Angeklagter kann sich angeblich an nichts erinnern. Prozess wird fortgesetzt

Norderstedt. Er konnte die Trennung von seiner Freundin nicht verwinden: Fünf Tage, nachdem Gabriele S. die Beziehung beendet hatte, suchte Oliver G., 45, aus Itzehoe Ende April 2012 seine Ex-Partnerin in den frühen Morgenstunden in deren Norderstedter Wohnung auf. Er las ihr aus seinem Tagebuch vor, stieß aber bei der Frau auf Ablehnung und wurde zunehmend aggressiver.

Laut Anklage der Staatsanwaltschaft schubste Oliver G. seine Ex-Freundin S. auf ihr Bett, zerrte ihr das Nachthemd und den Slip vom Leib, versuchte sie zu vergewaltigen. Als er seinem Opfer die Beine zurückdrückte, soll ein lautes Knacken zu hören gewesen sein, worauf der Angeklagte von seinem Opfer abließ, aus der Küche 20 Euro stahl und verschwand.

Vor dem Schöffengericht in Norderstedt sahen sich Täter und Opfer jetzt wieder, wobei Gabriele S. als Nebenklägerin auftrat. Der Angeklagte berichtet davon, wie er seine Freundin in einer Tagesstätte für sozial Schwache und obdachlose Menschen kennengelernt hatte. Dort hatte Gabriele S. ehrenamtlich gearbeitet. Ende 2011, so der Angeklagte, sei er mit Gabriele S. zusammengekommen. Diese Beziehung sei auch der Grund dafür, dass er es geschafft habe, nach vielen Jahren mit dem Trinken aufzuhören.

Jedoch habe Gabriele S. am Tage der Konfirmation seiner Tochter im April 2012 die Beziehung beendet. Ab diesem Tag habe er nur noch getrunken – auch bei seinem Besuch am Tattage sei er betrunken gewesen, so der Angeklagte weiter. Er sagt, dass er sich an die Vergewaltigungstat nicht erinnern könne. Er wisse nur noch, dass er das Nachthemd seines Opfers zerrissen und ihr wohl „irgendwie“ wehgetan habe. Es tue ihm alles sehr leid, eigentlich habe er seine Ex-Freundin aufgesucht, um sie zurückzugewinnen.

Gabriele S. fällt es offensichtlich schwer, ihre Version des Geschehens darzulegen. Sie muss immer wieder weinen und vermeidet es, den Angeklagten anzusehen. Sie berichtet im Prozess, dass sie dreimal versucht habe, die Beziehung zu beenden, denn der Angeklagte habe sie kontrolliert, verfolgt und gelegentlich bestohlen. Doch wenn der Ex-Freund tränenüberströmt wieder angekommen sei, sei sie immer wieder weich geworden.

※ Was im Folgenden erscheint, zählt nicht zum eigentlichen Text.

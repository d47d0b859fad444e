use clap::{Args, Parser, Subcommand};
use std::path::PathBuf;
use std::process::ExitCode;

use molarity_calculator::{app, config, i18n, logging, quantity::Quantity, ui_cli};

/// 몰농도 계산기 CLI.
#[derive(Debug, Parser)]
#[command(name = "molarity_calculator_cli", version, about = "Mass / molar mass / moles / volume / molarity calculator")]
struct Cli {
    /// 표시 언어 (auto, en, ko)
    #[arg(long, short = 'L', default_value = "auto")]
    lang: String,

    /// 설정 파일 경로
    #[arg(long, default_value = config::CONFIG_PATH)]
    config: PathBuf,

    /// 디버그 로그 출력
    #[arg(long, short)]
    verbose: bool,

    #[command(subcommand)]
    command: Option<Command>,
}

#[derive(Debug, Subcommand)]
enum Command {
    /// 주어진 값으로 한 행을 계산하고 폼을 출력한다
    Solve(SolveArgs),
    /// 사용 가능한 단위 목록
    Units,
}

#[derive(Debug, Args)]
struct SolveArgs {
    /// 계산할 행 (mass, molar_mass, moles, volume, molarity)
    #[arg(long, short, value_parser = parse_quantity)]
    target: Quantity,
    /// 질량 (예: "10 g")
    #[arg(long)]
    mass: Option<String>,
    /// 몰질량 (예: "58.44 g/mol")
    #[arg(long)]
    molar_mass: Option<String>,
    /// 몰수 (예: "5 mmol")
    #[arg(long)]
    moles: Option<String>,
    /// 부피 (예: "250 mL")
    #[arg(long)]
    volume: Option<String>,
    /// 몰농도 (예: "0.1 M")
    #[arg(long)]
    molarity: Option<String>,
}

impl SolveArgs {
    fn inputs(&self) -> Vec<(Quantity, String)> {
        [
            (Quantity::Mass, &self.mass),
            (Quantity::MolarMass, &self.molar_mass),
            (Quantity::Moles, &self.moles),
            (Quantity::Volume, &self.volume),
            (Quantity::Molarity, &self.molarity),
        ]
        .into_iter()
        .filter_map(|(q, v)| v.clone().map(|v| (q, v)))
        .collect()
    }
}

fn parse_quantity(s: &str) -> Result<Quantity, String> {
    Quantity::parse(s).ok_or_else(|| format!("unknown quantity: {s}"))
}

/// 프로그램의 엔트리 포인트. 설정을 로드한 뒤 CLI 애플리케이션을 실행한다.
fn main() -> ExitCode {
    let cli = Cli::parse();
    match try_run(cli) {
        Ok(()) => ExitCode::SUCCESS,
        Err(err) => {
            eprintln!("error: {err}");
            ExitCode::FAILURE
        }
    }
}

fn try_run(cli: Cli) -> Result<(), app::AppError> {
    let cfg = config::load_or_create(&cli.config)?;
    let level = if cli.verbose {
        log::LevelFilter::Debug
    } else {
        cfg.log_filter()?
    };
    logging::init(level);

    let lang = i18n::resolve_language(&cli.lang, Some(cfg.language.as_str()));
    let tr = i18n::Translator::new_with_pack(&lang, cfg.language_pack_dir.as_deref());
    let mut form = cfg.new_form();

    match cli.command {
        Some(Command::Solve(args)) => {
            let result = app::solve(&mut form, args.target, &args.inputs())?;
            log::debug!("canonical values: {}", app::describe_canonical(&form));
            ui_cli::print_form(&form, &tr);
            ui_cli::print_outcome(&result, &tr);
        }
        Some(Command::Units) => ui_cli::print_units(&tr),
        None => app::run(&mut form, &tr)?,
    }
    Ok(())
}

Sie sei erstaunt gewesen, wie gefasst ihr Freund dann das endgültige Aus der Beziehung hingenommen habe, betont die gelernte Buchhalterin, die wegen einer schweren Erkrankung berufsunfähig ist. Durch den Gewaltangriff des Angeklagten erlitt sie einen Lendenwirbelbruch, der noch ein Jahr später geschmerzt habe. Nach ihrem Eindruck war der Angeklagte bei der Vergewaltigung vollkommen nüchtern. Der Angeklagte habe sie nach dem Übergriff mit Briefen und Anrufen überhäuft. Auch vor ihrer Tür habe er oft gestanden, obwohl sie ein gerichtliches Annäherungsverbot erwirkt hatte.

Einmal habe er auf der Terrasse ihrer ebenerdigen Wohnung übernachtet, ein anderes Mal holte die Polizei den Angeklagten vor der Haustür der Ex-Freundin ab und brachte ihn über Nacht in eine Ausnüchterungszelle. Die Belästigungen hätten bis zu vier Monaten nach der Tat angedauert, erklärt Gabriele S., die nach wie vor große Angst hat. Allerdings ist der Angeklagte mittlerweile nach verschiedenen Entzugstherapien nach Itzehoe gezogen.

Da der Angeklagte dabei bleibt, nach dem Genuss von etwa zwölf Bieren und einigen Schnäpsen zur Tatzeit betrunken gewesen zu sein, beschließen Richter Jan Buchert und die Schöffen, Ende November per Sachverständigengutachten klären zu lassen, wie hoch der Alkoholpegel des Angeklagten zur Tatzeit gewesen ist. Außerdem sollen auf dem Anrufbeantworter von Gabriele S. aufgenommene Anrufe des Angeklagten angehört werden.